▶ Work to complete
If a line below contains the string "every", return that line.

(Dataset entries)
- - - -
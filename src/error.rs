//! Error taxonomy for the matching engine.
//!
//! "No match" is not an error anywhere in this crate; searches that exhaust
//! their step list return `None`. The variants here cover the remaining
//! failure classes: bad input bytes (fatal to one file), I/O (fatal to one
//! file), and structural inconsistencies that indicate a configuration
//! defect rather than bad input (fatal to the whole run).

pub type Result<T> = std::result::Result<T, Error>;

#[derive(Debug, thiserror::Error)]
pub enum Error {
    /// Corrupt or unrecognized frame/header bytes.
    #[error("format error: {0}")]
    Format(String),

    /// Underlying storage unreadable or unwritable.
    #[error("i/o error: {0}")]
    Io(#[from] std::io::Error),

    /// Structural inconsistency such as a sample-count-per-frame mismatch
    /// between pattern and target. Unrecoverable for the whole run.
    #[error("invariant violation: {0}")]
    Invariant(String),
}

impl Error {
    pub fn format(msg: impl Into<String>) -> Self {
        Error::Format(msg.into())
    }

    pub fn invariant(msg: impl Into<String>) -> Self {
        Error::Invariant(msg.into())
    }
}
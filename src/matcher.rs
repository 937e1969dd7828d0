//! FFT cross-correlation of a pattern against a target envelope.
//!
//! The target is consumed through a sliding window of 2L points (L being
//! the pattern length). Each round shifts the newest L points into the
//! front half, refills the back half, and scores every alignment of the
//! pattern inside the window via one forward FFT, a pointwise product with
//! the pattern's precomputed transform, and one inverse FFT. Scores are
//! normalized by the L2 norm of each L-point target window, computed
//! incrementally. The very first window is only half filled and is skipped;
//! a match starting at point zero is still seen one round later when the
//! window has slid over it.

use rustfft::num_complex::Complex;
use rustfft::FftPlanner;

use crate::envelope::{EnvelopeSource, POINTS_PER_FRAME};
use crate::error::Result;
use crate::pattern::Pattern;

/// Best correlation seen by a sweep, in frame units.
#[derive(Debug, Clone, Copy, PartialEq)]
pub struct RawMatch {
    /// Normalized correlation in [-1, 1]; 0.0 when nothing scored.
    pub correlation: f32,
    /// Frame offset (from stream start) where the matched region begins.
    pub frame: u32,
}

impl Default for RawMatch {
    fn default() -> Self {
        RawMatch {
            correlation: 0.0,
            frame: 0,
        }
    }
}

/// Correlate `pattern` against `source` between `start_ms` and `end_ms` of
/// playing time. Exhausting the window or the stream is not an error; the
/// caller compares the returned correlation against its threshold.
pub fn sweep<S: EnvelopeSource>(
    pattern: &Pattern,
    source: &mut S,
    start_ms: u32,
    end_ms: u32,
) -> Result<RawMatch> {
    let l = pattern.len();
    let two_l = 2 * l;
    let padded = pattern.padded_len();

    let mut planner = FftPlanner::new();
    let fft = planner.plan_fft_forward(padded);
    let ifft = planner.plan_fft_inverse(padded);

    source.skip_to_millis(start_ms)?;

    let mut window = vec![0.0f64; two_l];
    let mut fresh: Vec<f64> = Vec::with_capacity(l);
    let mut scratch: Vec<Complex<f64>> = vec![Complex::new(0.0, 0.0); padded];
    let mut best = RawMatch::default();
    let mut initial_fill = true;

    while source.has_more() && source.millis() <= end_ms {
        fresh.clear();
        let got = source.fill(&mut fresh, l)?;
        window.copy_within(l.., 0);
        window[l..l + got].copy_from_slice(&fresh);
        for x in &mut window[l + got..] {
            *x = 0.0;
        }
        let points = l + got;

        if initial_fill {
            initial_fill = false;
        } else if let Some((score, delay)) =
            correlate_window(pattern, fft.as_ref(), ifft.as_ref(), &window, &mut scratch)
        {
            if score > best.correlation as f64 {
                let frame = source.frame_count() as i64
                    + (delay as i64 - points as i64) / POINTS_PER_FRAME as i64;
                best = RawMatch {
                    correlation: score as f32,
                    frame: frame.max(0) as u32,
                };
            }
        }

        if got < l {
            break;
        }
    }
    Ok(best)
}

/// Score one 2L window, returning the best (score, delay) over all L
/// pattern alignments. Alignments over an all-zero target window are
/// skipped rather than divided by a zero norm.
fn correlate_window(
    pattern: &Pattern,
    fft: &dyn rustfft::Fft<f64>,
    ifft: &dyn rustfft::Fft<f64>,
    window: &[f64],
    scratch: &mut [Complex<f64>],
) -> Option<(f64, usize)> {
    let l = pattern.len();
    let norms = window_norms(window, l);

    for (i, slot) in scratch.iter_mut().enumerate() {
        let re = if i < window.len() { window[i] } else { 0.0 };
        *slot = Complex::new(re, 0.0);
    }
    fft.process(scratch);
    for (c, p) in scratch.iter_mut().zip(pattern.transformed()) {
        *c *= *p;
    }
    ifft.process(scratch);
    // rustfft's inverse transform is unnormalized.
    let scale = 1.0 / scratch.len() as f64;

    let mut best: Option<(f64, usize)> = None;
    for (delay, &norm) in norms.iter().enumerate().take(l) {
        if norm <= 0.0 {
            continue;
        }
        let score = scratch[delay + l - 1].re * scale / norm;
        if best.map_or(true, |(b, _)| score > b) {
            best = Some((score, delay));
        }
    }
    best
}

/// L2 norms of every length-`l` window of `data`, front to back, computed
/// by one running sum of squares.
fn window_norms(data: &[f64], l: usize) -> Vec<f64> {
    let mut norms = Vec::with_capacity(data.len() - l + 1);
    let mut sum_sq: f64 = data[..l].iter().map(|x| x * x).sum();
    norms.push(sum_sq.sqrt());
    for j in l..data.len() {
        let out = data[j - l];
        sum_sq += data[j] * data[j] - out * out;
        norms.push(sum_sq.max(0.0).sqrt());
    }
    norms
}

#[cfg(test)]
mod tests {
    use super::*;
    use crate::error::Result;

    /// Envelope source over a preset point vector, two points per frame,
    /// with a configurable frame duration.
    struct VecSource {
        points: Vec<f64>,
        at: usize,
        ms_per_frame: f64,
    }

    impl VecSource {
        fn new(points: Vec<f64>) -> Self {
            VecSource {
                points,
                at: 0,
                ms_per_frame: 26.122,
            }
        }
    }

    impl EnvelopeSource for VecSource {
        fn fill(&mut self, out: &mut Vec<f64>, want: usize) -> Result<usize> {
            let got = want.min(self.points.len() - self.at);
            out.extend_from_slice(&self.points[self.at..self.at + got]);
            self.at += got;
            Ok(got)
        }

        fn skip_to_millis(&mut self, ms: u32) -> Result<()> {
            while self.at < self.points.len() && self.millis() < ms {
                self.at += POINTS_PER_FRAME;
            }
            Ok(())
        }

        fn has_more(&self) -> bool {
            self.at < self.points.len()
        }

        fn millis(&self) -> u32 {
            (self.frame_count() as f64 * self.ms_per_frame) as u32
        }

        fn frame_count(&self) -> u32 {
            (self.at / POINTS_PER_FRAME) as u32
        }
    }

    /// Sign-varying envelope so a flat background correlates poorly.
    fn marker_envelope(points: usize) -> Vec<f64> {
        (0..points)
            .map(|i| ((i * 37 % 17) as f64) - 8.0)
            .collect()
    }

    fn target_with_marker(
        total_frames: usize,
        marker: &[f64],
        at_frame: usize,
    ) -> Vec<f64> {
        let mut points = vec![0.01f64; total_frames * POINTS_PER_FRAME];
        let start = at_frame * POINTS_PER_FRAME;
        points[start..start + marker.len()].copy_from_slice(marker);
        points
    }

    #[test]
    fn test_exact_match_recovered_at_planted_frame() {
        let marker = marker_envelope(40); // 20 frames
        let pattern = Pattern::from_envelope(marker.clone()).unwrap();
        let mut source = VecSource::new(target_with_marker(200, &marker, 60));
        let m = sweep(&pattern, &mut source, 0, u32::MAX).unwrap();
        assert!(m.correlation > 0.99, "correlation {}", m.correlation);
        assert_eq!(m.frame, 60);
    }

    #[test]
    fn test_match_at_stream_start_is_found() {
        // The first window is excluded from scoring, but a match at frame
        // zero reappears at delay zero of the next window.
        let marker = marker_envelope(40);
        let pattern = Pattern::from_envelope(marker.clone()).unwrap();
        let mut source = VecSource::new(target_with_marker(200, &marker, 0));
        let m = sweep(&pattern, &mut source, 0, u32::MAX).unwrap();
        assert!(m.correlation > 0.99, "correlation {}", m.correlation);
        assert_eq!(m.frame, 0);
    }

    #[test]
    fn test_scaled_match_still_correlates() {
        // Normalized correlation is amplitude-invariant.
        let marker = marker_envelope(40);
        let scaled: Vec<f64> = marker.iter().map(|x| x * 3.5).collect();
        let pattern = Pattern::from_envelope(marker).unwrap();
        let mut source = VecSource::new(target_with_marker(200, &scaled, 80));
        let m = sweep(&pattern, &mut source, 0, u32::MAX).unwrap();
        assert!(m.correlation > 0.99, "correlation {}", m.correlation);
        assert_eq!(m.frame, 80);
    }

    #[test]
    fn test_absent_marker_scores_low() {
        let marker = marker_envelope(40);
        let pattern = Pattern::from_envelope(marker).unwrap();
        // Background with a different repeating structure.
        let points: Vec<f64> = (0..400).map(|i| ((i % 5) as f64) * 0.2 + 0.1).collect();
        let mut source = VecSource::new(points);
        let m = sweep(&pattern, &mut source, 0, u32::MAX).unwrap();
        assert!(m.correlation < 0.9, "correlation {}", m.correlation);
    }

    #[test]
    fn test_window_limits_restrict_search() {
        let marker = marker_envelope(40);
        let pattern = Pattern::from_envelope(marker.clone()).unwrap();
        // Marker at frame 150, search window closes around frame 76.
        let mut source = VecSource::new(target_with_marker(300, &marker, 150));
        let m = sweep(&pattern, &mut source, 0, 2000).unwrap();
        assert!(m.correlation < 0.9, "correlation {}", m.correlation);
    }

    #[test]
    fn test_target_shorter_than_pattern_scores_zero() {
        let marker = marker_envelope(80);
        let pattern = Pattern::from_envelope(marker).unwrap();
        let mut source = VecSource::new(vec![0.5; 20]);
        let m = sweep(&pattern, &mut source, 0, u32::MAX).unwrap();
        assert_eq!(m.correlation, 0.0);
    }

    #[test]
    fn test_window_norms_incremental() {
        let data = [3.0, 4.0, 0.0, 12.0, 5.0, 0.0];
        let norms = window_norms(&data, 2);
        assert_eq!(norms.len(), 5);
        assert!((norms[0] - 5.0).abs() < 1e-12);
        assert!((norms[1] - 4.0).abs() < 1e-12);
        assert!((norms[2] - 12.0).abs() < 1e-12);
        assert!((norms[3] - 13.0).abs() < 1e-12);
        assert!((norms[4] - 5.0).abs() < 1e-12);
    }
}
- - - -
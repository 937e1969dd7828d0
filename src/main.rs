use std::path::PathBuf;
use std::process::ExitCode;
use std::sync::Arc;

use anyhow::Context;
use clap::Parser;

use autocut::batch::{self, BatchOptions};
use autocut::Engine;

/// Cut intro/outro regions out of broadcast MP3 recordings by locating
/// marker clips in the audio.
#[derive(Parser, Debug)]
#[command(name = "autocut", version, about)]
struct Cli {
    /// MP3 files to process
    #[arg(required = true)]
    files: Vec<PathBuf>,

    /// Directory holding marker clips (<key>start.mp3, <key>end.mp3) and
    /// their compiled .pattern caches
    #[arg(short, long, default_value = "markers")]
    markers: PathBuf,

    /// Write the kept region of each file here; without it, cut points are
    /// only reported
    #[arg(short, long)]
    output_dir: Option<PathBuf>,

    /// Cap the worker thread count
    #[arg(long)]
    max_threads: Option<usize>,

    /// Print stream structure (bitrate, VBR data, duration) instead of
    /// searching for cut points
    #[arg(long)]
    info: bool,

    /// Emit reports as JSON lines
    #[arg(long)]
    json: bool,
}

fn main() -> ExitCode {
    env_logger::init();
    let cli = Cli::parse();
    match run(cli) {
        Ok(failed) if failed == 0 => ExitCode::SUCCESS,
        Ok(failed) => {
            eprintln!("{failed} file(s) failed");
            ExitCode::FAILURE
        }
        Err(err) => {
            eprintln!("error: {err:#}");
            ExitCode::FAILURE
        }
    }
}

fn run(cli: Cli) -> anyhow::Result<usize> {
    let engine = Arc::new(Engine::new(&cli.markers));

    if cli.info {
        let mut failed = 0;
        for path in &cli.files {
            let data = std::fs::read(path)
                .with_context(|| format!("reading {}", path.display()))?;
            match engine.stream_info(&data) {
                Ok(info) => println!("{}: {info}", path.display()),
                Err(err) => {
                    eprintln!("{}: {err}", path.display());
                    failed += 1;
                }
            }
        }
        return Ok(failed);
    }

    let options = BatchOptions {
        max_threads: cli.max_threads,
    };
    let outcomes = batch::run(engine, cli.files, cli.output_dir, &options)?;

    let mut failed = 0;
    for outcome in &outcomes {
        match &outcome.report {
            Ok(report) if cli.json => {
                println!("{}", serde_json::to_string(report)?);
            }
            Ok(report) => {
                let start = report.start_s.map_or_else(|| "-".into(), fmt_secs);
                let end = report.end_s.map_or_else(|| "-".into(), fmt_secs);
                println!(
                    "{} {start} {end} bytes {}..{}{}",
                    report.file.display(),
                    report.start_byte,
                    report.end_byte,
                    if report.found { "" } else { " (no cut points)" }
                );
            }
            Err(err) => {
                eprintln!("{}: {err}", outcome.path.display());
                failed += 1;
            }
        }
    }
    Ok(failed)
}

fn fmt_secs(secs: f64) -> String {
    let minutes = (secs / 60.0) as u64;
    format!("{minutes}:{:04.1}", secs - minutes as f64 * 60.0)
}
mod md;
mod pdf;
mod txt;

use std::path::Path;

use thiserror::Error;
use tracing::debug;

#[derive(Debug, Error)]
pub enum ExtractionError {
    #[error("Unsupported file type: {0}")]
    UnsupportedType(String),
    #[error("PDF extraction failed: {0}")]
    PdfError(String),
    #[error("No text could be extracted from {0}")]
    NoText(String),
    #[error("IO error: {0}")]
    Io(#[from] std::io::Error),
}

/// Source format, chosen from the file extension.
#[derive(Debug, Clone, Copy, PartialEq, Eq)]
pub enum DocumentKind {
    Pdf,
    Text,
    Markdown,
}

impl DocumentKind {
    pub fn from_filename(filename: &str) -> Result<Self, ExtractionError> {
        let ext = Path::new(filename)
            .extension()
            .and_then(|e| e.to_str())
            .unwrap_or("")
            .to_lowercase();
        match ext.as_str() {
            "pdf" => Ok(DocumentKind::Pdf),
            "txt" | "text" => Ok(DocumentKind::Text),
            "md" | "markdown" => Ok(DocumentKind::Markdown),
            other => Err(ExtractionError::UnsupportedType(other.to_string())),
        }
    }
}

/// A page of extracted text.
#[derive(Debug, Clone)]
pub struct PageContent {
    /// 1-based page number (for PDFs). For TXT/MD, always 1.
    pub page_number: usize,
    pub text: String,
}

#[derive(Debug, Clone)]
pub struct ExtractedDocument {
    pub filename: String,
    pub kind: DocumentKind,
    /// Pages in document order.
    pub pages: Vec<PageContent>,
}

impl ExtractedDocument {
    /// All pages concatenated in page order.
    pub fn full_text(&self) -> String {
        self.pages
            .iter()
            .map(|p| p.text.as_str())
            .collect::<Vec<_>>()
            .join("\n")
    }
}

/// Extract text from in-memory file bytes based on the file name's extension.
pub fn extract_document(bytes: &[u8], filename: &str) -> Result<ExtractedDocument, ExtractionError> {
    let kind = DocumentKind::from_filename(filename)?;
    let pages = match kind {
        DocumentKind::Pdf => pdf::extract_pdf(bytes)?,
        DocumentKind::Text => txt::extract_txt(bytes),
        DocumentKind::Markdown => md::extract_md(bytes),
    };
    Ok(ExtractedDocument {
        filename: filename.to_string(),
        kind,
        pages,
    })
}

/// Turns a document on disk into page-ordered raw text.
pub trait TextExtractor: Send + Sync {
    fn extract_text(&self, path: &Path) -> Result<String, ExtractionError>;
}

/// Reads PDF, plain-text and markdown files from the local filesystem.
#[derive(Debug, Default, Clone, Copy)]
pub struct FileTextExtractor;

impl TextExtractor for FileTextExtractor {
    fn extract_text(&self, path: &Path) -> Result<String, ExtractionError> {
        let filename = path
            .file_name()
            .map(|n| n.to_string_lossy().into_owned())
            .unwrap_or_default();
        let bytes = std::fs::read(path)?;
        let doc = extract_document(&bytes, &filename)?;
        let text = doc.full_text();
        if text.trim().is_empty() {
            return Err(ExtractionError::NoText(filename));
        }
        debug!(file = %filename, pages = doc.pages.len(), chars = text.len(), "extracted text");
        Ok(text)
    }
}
- - - -
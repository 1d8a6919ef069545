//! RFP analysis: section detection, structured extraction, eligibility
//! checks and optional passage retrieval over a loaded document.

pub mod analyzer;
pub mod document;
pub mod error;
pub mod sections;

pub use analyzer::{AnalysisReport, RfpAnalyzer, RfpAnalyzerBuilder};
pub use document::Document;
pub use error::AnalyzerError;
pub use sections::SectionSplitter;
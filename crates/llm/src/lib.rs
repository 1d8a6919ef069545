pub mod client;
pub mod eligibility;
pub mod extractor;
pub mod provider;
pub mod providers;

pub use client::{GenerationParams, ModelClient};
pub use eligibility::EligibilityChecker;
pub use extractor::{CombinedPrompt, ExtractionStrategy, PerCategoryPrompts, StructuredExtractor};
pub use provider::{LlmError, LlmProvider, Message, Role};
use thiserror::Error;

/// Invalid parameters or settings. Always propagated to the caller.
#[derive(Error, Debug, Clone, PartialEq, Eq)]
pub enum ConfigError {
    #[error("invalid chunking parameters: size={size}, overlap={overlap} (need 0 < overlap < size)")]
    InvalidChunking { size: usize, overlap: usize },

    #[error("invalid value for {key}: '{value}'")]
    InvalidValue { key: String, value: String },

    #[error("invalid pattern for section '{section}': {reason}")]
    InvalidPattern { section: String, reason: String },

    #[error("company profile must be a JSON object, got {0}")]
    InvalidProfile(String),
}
- - - -
▶ Answer section
//! front half, refills the back half, and scores every alignment of the
/// L2 norms of every length-`l` window of `data`, front to back, computed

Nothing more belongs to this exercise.